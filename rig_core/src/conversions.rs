//! `From` implementations bridging `rig_config` types to `rig_core` types.

use crate::config::{CaptureCfg, DetectCfg, EncoderCfg, FilterCfg, ManualCfg, RigCfg};

impl From<&rig_config::EncoderCfg> for EncoderCfg {
    fn from(c: &rig_config::EncoderCfg) -> Self {
        Self {
            // Each slot contributes an opaque and a transparent sector.
            sectors_per_rev: c.slots.saturating_mul(2),
            min_pulse_us: c.min_pulse_us,
        }
    }
}

impl From<&rig_config::CaptureCfg> for CaptureCfg {
    fn from(c: &rig_config::CaptureCfg) -> Self {
        Self {
            dwell_ms: c.dwell_ms,
            sample_period_ms: c.sample_period_ms,
            buffer_capacity: c.buffer_capacity,
        }
    }
}

impl From<&rig_config::DetectCfg> for DetectCfg {
    fn from(c: &rig_config::DetectCfg) -> Self {
        Self {
            settle_ms: c.settle_ms,
            threshold_rpm: c.threshold_rpm,
        }
    }
}

impl From<&rig_config::ManualCfg> for ManualCfg {
    fn from(c: &rig_config::ManualCfg) -> Self {
        Self {
            report_ms: c.report_ms,
        }
    }
}

impl From<&rig_config::FilterCfg> for FilterCfg {
    fn from(c: &rig_config::FilterCfg) -> Self {
        Self { window: c.window }
    }
}

impl From<&rig_config::Config> for RigCfg {
    fn from(c: &rig_config::Config) -> Self {
        Self {
            encoder: (&c.encoder).into(),
            capture: (&c.capture).into(),
            detect: (&c.detect).into(),
            manual: (&c.manual).into(),
            filter: (&c.filter).into(),
        }
    }
}
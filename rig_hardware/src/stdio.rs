//! Line console over stdin/stdout.

use std::io::{BufRead, Write};

use crossbeam_channel as xch;

/// `Console` backed by the process stdin/stdout.
///
/// A reader thread owns stdin and pushes complete lines through a bounded
/// channel, so `poll_line` is a lock-free `try_recv`. The thread exits on
/// EOF or when the console is dropped; it is not joined because a blocking
/// stdin read cannot be interrupted portably.
pub struct StdioConsole {
    rx: xch::Receiver<String>,
}

impl StdioConsole {
    pub fn new() -> Self {
        let (tx, rx) = xch::bounded(64);
        std::thread::spawn(move || {
            let stdin = std::io::stdin();
            for line in stdin.lock().lines() {
                let Ok(line) = line else { break };
                if tx.send(line).is_err() {
                    tracing::debug!("stdio consumer disconnected, exiting reader thread");
                    break;
                }
            }
            tracing::trace!("stdin reader thread exiting");
        });
        Self { rx }
    }
}

impl Default for StdioConsole {
    fn default() -> Self {
        Self::new()
    }
}

impl rig_traits::Console for StdioConsole {
    fn poll_line(&mut self) -> Option<String> {
        self.rx.try_recv().ok()
    }

    fn write_line(
        &mut self,
        line: &str,
    ) -> Result<(), Box<dyn std::error::Error + Send + Sync>> {
        let mut out = std::io::stdout().lock();
        writeln!(out, "{line}")?;
        out.flush()?;
        Ok(())
    }
}
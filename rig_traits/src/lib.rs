pub mod clock;

pub use clock::{Clock, MonotonicClock, TestClock};

/// PWM excitation output driving the motor.
///
/// `set_duty_pct` takes a percentage in [0, 100]; implementations map it to
/// whatever resolution the underlying channel has. `disable` must leave the
/// output de-energized regardless of the last commanded duty.
pub trait PwmOutput {
    fn set_duty_pct(
        &mut self,
        pct: u8,
    ) -> Result<(), Box<dyn std::error::Error + Send + Sync>>;
    fn disable(&mut self) -> Result<(), Box<dyn std::error::Error + Send + Sync>>;
}

/// Line-oriented control channel (serial console, stdin, test script).
///
/// `poll_line` is non-blocking: `None` means no complete line has arrived
/// yet, which callers treat as a no-op, not an error.
pub trait Console {
    fn poll_line(&mut self) -> Option<String>;
    fn write_line(
        &mut self,
        line: &str,
    ) -> Result<(), Box<dyn std::error::Error + Send + Sync>>;
}
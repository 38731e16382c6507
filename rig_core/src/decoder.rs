//! Encoder edge decoding into a shared speed estimate.
//!
//! `PulseDecoder` runs in the edge-source context (GPIO interrupt callback
//! or the simulated encoder thread) and must stay short and free of I/O.
//! The only state it shares with the cooperative side is `SpeedCell`, a
//! single atomic scalar: readers may observe a value that is one encoder
//! period stale, never a torn multi-field structure.

use std::sync::atomic::{AtomicU32, Ordering};

use crate::config::EncoderCfg;
use crate::util::rpm_const_us;

/// One encoder input transition.
#[derive(Debug, Clone, Copy, PartialEq, Eq)]
pub enum Edge {
    Rising,
    Falling,
}

/// Lock-free single-writer speed value in RPM.
///
/// Stored as f32 bits in an `AtomicU32`; Relaxed ordering is sufficient
/// because there is exactly one writer and readers tolerate staleness.
#[derive(Debug, Default)]
pub struct SpeedCell(AtomicU32);

impl SpeedCell {
    pub fn new() -> Self {
        Self(AtomicU32::new(0f32.to_bits()))
    }

    #[inline]
    pub fn store(&self, rpm: f32) {
        self.0.store(rpm.to_bits(), Ordering::Relaxed);
    }

    #[inline]
    pub fn load(&self) -> f32 {
        f32::from_bits(self.0.load(Ordering::Relaxed))
    }

    /// Reset to zero so a stale reading cannot leak into a new mode.
    #[inline]
    pub fn reset(&self) {
        self.store(0.0);
    }
}

/// Converts encoder edge timing into the current speed estimate.
///
/// A rising edge marks the start of a high pulse; the matching falling edge
/// yields its duration. Durations at or above the debounce threshold become
/// `rpm_const_us / dt`; shorter ones are contact bounce and are discarded,
/// leaving the previous reading in place.
pub struct PulseDecoder {
    rpm_const_us: u64,
    min_pulse_us: u64,
    high_start_us: Option<u64>,
}

impl PulseDecoder {
    pub fn new(cfg: &EncoderCfg) -> Self {
        Self {
            rpm_const_us: rpm_const_us(cfg.sectors_per_rev),
            min_pulse_us: cfg.min_pulse_us,
            high_start_us: None,
        }
    }

    /// Feed one edge with its monotonic microsecond timestamp.
    pub fn on_edge(&mut self, edge: Edge, t_us: u64, speed: &SpeedCell) {
        match edge {
            Edge::Rising => {
                self.high_start_us = Some(t_us);
            }
            Edge::Falling => {
                // A falling edge without a recorded rising edge means the
                // rising interrupt was lost; discard the measurement.
                let Some(start) = self.high_start_us.take() else {
                    return;
                };
                let dt = t_us.saturating_sub(start);
                if dt < self.min_pulse_us {
                    tracing::trace!(dt_us = dt, "pulse below debounce threshold, discarded");
                    return;
                }
                speed.store(self.rpm_const_us as f32 / dt as f32);
            }
        }
    }
}

#[cfg(test)]
mod tests {
    use super::*;

    fn decoder() -> PulseDecoder {
        PulseDecoder::new(&EncoderCfg::default())
    }

    #[test]
    fn falling_without_rising_is_ignored() {
        let cell = SpeedCell::new();
        let mut d = decoder();
        d.on_edge(Edge::Falling, 5_000, &cell);
        assert_eq!(cell.load(), 0.0);
    }

    #[test]
    fn qualifying_pulse_publishes_const_over_dt() {
        let cell = SpeedCell::new();
        let mut d = decoder();
        d.on_edge(Edge::Rising, 1_000, &cell);
        d.on_edge(Edge::Falling, 2_000, &cell);
        // 40 sectors/rev -> const 1_500_000 us; dt 1000 us -> 1500 rpm
        assert!((cell.load() - 1_500.0).abs() < f32::EPSILON * 1_500.0);
    }

    #[test]
    fn bounce_keeps_previous_reading() {
        let cell = SpeedCell::new();
        let mut d = decoder();
        d.on_edge(Edge::Rising, 0, &cell);
        d.on_edge(Edge::Falling, 1_000, &cell);
        let before = cell.load();
        d.on_edge(Edge::Rising, 2_000, &cell);
        d.on_edge(Edge::Falling, 2_050, &cell); // 50 us < 100 us threshold
        assert_eq!(cell.load(), before);
    }
}
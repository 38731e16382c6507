//! Simulated motor plant and encoder edge source.
//!
//! `PlantModel` holds the commanded duty and the first-order response
//! parameters; `SimulatedDrive` is the `PwmOutput` writing into it, and
//! `EncoderSim` is a thread that turns the modeled speed into rising and
//! falling edges fed through the real `PulseDecoder`, so the live speed
//! path is exercised end to end.
//!
//! Safety: `EncoderSim` spawns exactly one thread that is shut down and
//! joined when it is dropped, preventing thread leaks.

use std::sync::Arc;
use std::sync::atomic::{AtomicBool, AtomicU8, Ordering};
use std::time::{Duration, Instant};

use rig_core::config::EncoderCfg;
use rig_core::decoder::{Edge, PulseDecoder, SpeedCell};
use rig_core::util::rpm_const_us;

/// Shared plant state: commanded duty plus the response model.
///
/// Duty is the single scalar shared between the drive (writer, interpreter
/// thread) and the encoder thread (reader); an atomic u8 keeps the seam
/// lock-free like the speed cell on the other side.
#[derive(Debug)]
pub struct PlantModel {
    duty_pct: AtomicU8,
    gain_rpm_per_pct: f32,
    deadband_pct: u8,
    tau_ms: u64,
}

impl PlantModel {
    pub fn new(gain_rpm_per_pct: f32, deadband_pct: u8, tau_ms: u64) -> Self {
        Self {
            duty_pct: AtomicU8::new(0),
            gain_rpm_per_pct,
            deadband_pct,
            tau_ms,
        }
    }

    pub fn set_duty(&self, pct: u8) {
        self.duty_pct.store(pct.min(100), Ordering::Relaxed);
    }

    pub fn duty(&self) -> u8 {
        self.duty_pct.load(Ordering::Relaxed)
    }

    /// Steady-state speed for the current duty: zero below the deadband,
    /// proportional to duty once the motor has broken away.
    pub fn steady_rpm(&self) -> f32 {
        let duty = self.duty();
        if duty < self.deadband_pct {
            0.0
        } else {
            f32::from(duty) * self.gain_rpm_per_pct
        }
    }

    /// Advance the modeled speed by `dt_ms` toward steady state.
    pub fn advance(&self, rpm: f32, dt_ms: f32) -> f32 {
        let steady = self.steady_rpm();
        if self.tau_ms == 0 {
            return steady;
        }
        let alpha = 1.0 - (-dt_ms / self.tau_ms as f32).exp();
        rpm + (steady - rpm) * alpha
    }
}

/// `PwmOutput` backed by the simulated plant.
pub struct SimulatedDrive {
    plant: Arc<PlantModel>,
}

impl SimulatedDrive {
    pub fn new(plant: Arc<PlantModel>) -> Self {
        Self { plant }
    }
}

impl rig_traits::PwmOutput for SimulatedDrive {
    fn set_duty_pct(
        &mut self,
        pct: u8,
    ) -> Result<(), Box<dyn std::error::Error + Send + Sync>> {
        self.plant.set_duty(pct);
        Ok(())
    }

    fn disable(&mut self) -> Result<(), Box<dyn std::error::Error + Send + Sync>> {
        self.plant.set_duty(0);
        Ok(())
    }
}

/// A drive that bypasses the edge path and writes the steady-state speed
/// straight into the speed cell on every duty change. Deterministic and
/// clock-free; meant for tests that pair it with a `TestClock`.
pub struct InstantDrive {
    speed: Arc<SpeedCell>,
    gain_rpm_per_pct: f32,
    deadband_pct: u8,
}

impl InstantDrive {
    pub fn new(speed: Arc<SpeedCell>, gain_rpm_per_pct: f32, deadband_pct: u8) -> Self {
        Self {
            speed,
            gain_rpm_per_pct,
            deadband_pct,
        }
    }
}

impl rig_traits::PwmOutput for InstantDrive {
    fn set_duty_pct(
        &mut self,
        pct: u8,
    ) -> Result<(), Box<dyn std::error::Error + Send + Sync>> {
        let rpm = if pct < self.deadband_pct {
            0.0
        } else {
            f32::from(pct) * self.gain_rpm_per_pct
        };
        self.speed.store(rpm);
        Ok(())
    }

    fn disable(&mut self) -> Result<(), Box<dyn std::error::Error + Send + Sync>> {
        self.speed.store(0.0);
        Ok(())
    }
}

/// Background thread generating encoder edges from the modeled speed.
pub struct EncoderSim {
    shutdown: Arc<AtomicBool>,
    join_handle: Option<std::thread::JoinHandle<()>>,
}

impl EncoderSim {
    /// Spawn the edge source. Owns its `PulseDecoder`; the only output is
    /// the shared speed cell, exactly like a GPIO interrupt would produce.
    pub fn spawn(plant: Arc<PlantModel>, speed: Arc<SpeedCell>, encoder: &EncoderCfg) -> Self {
        let shutdown = Arc::new(AtomicBool::new(false));
        let shutdown_clone = shutdown.clone();
        let mut decoder = PulseDecoder::new(encoder);
        let rpm_const = rpm_const_us(encoder.sectors_per_rev);

        let join_handle = std::thread::spawn(move || {
            let epoch = Instant::now();
            let us_now = move || epoch.elapsed().as_micros() as u64;
            let mut rpm = 0.0f32;
            let mut last_update = Instant::now();
            loop {
                if shutdown_clone.load(Ordering::Relaxed) {
                    tracing::debug!("encoder sim received shutdown signal");
                    break;
                }

                let now = Instant::now();
                let dt_ms = now.duration_since(last_update).as_secs_f32() * 1_000.0;
                last_update = now;
                rpm = plant.advance(rpm, dt_ms);

                if rpm < 0.5 {
                    // Shaft effectively stopped: no edges, just idle.
                    std::thread::sleep(Duration::from_millis(5));
                    continue;
                }

                // One high pulse spans one sector; the low gap matches it.
                let sector_us = ((rpm_const as f32 / rpm) as u64).clamp(20, 50_000);
                decoder.on_edge(Edge::Rising, us_now(), &speed);
                std::thread::sleep(Duration::from_micros(sector_us));
                decoder.on_edge(Edge::Falling, us_now(), &speed);
                std::thread::sleep(Duration::from_micros(sector_us));
            }
            tracing::trace!("encoder sim thread exiting cleanly");
        });

        Self {
            shutdown,
            join_handle: Some(join_handle),
        }
    }
}

impl Drop for EncoderSim {
    fn drop(&mut self) {
        self.shutdown.store(true, Ordering::Relaxed);
        if let Some(handle) = self.join_handle.take() {
            if let Err(e) = handle.join() {
                tracing::warn!(?e, "encoder sim thread panicked during shutdown");
            }
        }
    }
}

#[cfg(test)]
mod tests {
    use super::*;

    #[test]
    fn plant_deadband_produces_no_speed() {
        let plant = PlantModel::new(30.0, 35, 0);
        plant.set_duty(34);
        assert_eq!(plant.steady_rpm(), 0.0);
        // Breakaway happens at the deadband itself, not one step above.
        plant.set_duty(35);
        assert_eq!(plant.steady_rpm(), 30.0 * 35.0);
    }

    #[test]
    fn first_order_response_converges() {
        let plant = PlantModel::new(10.0, 0, 100);
        plant.set_duty(50);
        let mut rpm = 0.0;
        for _ in 0..100 {
            rpm = plant.advance(rpm, 50.0);
        }
        assert!((rpm - plant.steady_rpm()).abs() < 1.0);
    }

    #[test]
    fn encoder_sim_publishes_speed_for_running_plant() {
        let plant = Arc::new(PlantModel::new(30.0, 0, 0));
        let speed = Arc::new(SpeedCell::new());
        plant.set_duty(50); // 1500 rpm steady, sector 1000 us
        let sim = EncoderSim::spawn(plant, speed.clone(), &EncoderCfg::default());
        std::thread::sleep(Duration::from_millis(100));
        let rpm = speed.load();
        drop(sim);
        assert!(rpm > 0.0, "expected edges to publish a nonzero speed");
    }
}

____________

(HOW TO COMPLETE THIS TASK) Could you find each line in the entries that contains the string "like" and copy it?

(WRITTEN ANSWER)
/// lock-free like the speed cell on the other side.
    /// the shared speed cell, exactly like a GPIO interrupt would produce.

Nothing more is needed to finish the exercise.